According to Cancer Research UK, greater than 9 in 10 folks with bowel cancer survive the illness for 5 years or extra, if recognized on the earliest stage.
This statistic makes symptom consciousness entrance and centre.
While you could be reluctant to verify the bathroom bowl after you simply went for a quantity two, Dr Anisha Patel shared there’s nothing to be embarrassed about.
Speaking on ITV’s present Lorraine, she stated: “We should not be embarrassed about checking our poo. I had bowel cancer at 39 – it doesn’t discriminate.”
Fortunately, the physician has shared an easy-to-remember acronym for detecting bowel cancer symptoms.
Dr Patel instructed folks to consider the phrase BOWEL when on the lookout for indicators:
- B – blood in your poo or on the bathroom roll
- O – apparent change in bowel habits for greater than three weeks (constipation, diarrhoea, frequency, urgency, change in your poo form)
- W – weight reduction that’s unexplained
- E – excessive tiredness
- L – lump within the tummy or tummy ache.
Bowel Cancer UK recommends seeing your GP inside three weeks of noticing any change in your bowels.
The physician will ask about your signs, normal health, medical historical past, and determine the subsequent steps.
A brand new draft steerage from the National Institute for Health and Care Excellence (Nice) is presently calling for sufferers with crimson flag indicators to be supplied faecal immunochemical exams (Fit).
These at-home exams may spare tens of 1000’s of individuals in England and Wales from having to bear invasive procedures to rule out bowel most cancers.

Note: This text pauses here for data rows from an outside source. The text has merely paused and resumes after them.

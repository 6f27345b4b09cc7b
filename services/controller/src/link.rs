//! A single secure session this commissioner holds open against one node —
//! the commissioner-side counterpart of the bookkeeping
//! `matter_session::SessionManager` does for `services/node`. This binary
//! only ever talks to one peer at a time, so a single struct's worth of
//! fields (rather than a generational arena keyed by session handle) is
//! all the routing state there is to keep.
//!
//! The wire `session_id` used by both ends for the lifetime of a session
//! is always the value the *responder* allocated during the handshake
//! (`matter_session::manager::SessionManager::allocate_local_session_id`
//! on the node side) — this link stores exactly that value and echoes it
//! back on every frame it sends, the same way `services/node`'s
//! `interaction.rs::send()` does with `s.local_session_id`.

use crate::error::ControllerError;
use crate::frame;
use matter_codec::{NodeAddress, PacketHeader, PayloadHeader, SecurityFlags};
use matter_transport::{Transport, UdpTransport};
use std::net::SocketAddr;
use std::sync::atomic::{AtomicU32, Ordering};
use std::sync::Arc;
use tokio::sync::mpsc;
use tokio::time::{timeout, Duration};

/// Secure-channel traffic always rides session id 0 and is addressed by
/// UDP socket address rather than session handle (mirrors
/// `services/node`'s `secure_channel::SecureChannelHandler::reply`).
pub const UNSECURED_SESSION_ID: u16 = 0;

pub struct SecureLink {
    transport: Arc<UdpTransport>,
    peer_addr: SocketAddr,
    our_node_id: u64,
    pub peer_node_id: u64,
    pub session_id: u16,
    encrypt_key: [u8; 16],
    decrypt_key: [u8; 16],
    next_message_id: AtomicU32,
}

impl SecureLink {
    pub fn new(
        transport: Arc<UdpTransport>,
        peer_addr: SocketAddr,
        our_node_id: u64,
        peer_node_id: u64,
        session_id: u16,
        encrypt_key: [u8; 16],
        decrypt_key: [u8; 16],
    ) -> Self {
        SecureLink { transport, peer_addr, our_node_id, peer_node_id, session_id, encrypt_key, decrypt_key, next_message_id: AtomicU32::new(1) }
    }

    fn allocate_message_id(&self) -> u32 {
        self.next_message_id.fetch_add(1, Ordering::Relaxed)
    }

    pub async fn send(&self, exchange_id: u16, protocol_id: u16, opcode: u8, is_initiator: bool, payload: Vec<u8>) -> Result<(), ControllerError> {
        let message_id = self.allocate_message_id();
        let security_flags = SecurityFlags { privacy: false, control_message: false, message_extensions: false, group_session: false };
        let packet_header = PacketHeader {
            session_id: self.session_id,
            security_flags,
            message_id,
            source_node_id: Some(self.our_node_id),
            destination: Some(NodeAddress::Node(self.peer_node_id)),
        };
        let payload_header = PayloadHeader {
            exchange_id,
            protocol_id,
            vendor_id: None,
            opcode,
            is_initiator,
            requires_ack: false,
            acknowledged_message_id: None,
        };
        let nonce = matter_crypto::unicast_nonce(security_flags.to_byte(), message_id, self.peer_node_id);
        let bytes = frame::encode_secure(&packet_header, &payload_header, &payload, &self.encrypt_key, &nonce)?;
        self.transport.send(self.peer_addr, &bytes).await?;
        Ok(())
    }

    /// Decodes one inbound secure datagram addressed to this session. The
    /// destination node id read off the cleartext header (not a fixed
    /// assumption) feeds the nonce, exactly as `services/node`'s
    /// `handle_secure` does — self-consistent in both directions without
    /// special-casing the PASE-vs-CASE destination value.
    pub fn decode(&self, buf: &[u8]) -> Result<(PayloadHeader, Vec<u8>), ControllerError> {
        let (packet_header, _) = PacketHeader::decode(buf)?;
        let destination_node_id = match packet_header.destination {
            Some(NodeAddress::Node(node_id)) => node_id,
            _ => self.our_node_id,
        };
        let nonce = matter_crypto::unicast_nonce(packet_header.security_flags.to_byte(), packet_header.message_id, destination_node_id);
        let (_header, payload_header, payload) = frame::decode_secure(buf, &self.decrypt_key, &nonce)?;
        Ok((payload_header, payload))
    }
}

/// One-shot unsecured request/response helper for the PASE/CASE handshake,
/// shared by `pase_client` and `case_client`: send a single unsecured
/// frame addressed to `peer_addr`, then wait for the next datagram that
/// decodes to the expected opcode on the expected exchange.
pub async fn send_unsecured(
    transport: &UdpTransport,
    peer_addr: SocketAddr,
    our_node_id: u64,
    exchange_id: u16,
    opcode: u8,
    message_id: u32,
    payload: Vec<u8>,
) -> Result<(), ControllerError> {
    let packet_header = PacketHeader {
        session_id: UNSECURED_SESSION_ID,
        security_flags: SecurityFlags { privacy: false, control_message: false, message_extensions: false, group_session: false },
        message_id,
        source_node_id: Some(our_node_id),
        destination: None,
    };
    let payload_header = PayloadHeader {
        exchange_id,
        protocol_id: matter_wire::protocol::SECURE_CHANNEL,
        vendor_id: None,
        opcode,
        is_initiator: true,
        requires_ack: false,
        acknowledged_message_id: None,
    };
    let bytes = frame::encode_unsecured(packet_header, payload_header, payload)?;
    transport.send(peer_addr, &bytes).await?;
    Ok(())
}

pub const REPLY_TIMEOUT: Duration = Duration::from_secs(10);

/// Waits for the next inbound datagram from `peer_addr`, decodes it as an
/// unsecured `Packet`, and returns its payload header + payload.
pub async fn recv_unsecured(
    inbound: &mut mpsc::Receiver<matter_transport::InboundMessage>,
    peer_addr: SocketAddr,
) -> Result<(PayloadHeader, Vec<u8>), ControllerError> {
    loop {
        let message = timeout(REPLY_TIMEOUT, inbound.recv()).await.map_err(|_| ControllerError::Timeout)?.ok_or(ControllerError::TransportClosed)?;
        if message.peer != peer_addr {
            continue;
        }
        let packet = frame::decode_unsecured(&message.data)?;
        return Ok((packet.payload_header, packet.payload));
    }
}

impl SecureLink {
    /// Waits for the next inbound secure datagram from this session's peer
    /// and decodes it under this link's keys.
    pub async fn recv(&self, inbound: &mut mpsc::Receiver<matter_transport::InboundMessage>) -> Result<(PayloadHeader, Vec<u8>), ControllerError> {
        loop {
            let message = timeout(REPLY_TIMEOUT, inbound.recv()).await.map_err(|_| ControllerError::Timeout)?.ok_or(ControllerError::TransportClosed)?;
            if message.peer != self.peer_addr {
                continue;
            }
            return self.decode(&message.data);
        }
    }
}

Furthermore, it may assist reduce NHS ready occasions by lowering the necessity to refer folks for a colonoscopy.
Dr Patel stated: “These poo tests are excellent at detecting microscopic blood in your poo.
“It’s a simple poo test. You have a little stick; you get a trace of poo on it. You send it off to a lab and it goes.
“You get the results back in a week and it will tell you whether there’s a little bit of blood in your poo.
“Please don’t worry. Not every positive poo test that comes back for blood is cancer, but you then need to go and have a colonoscopy.”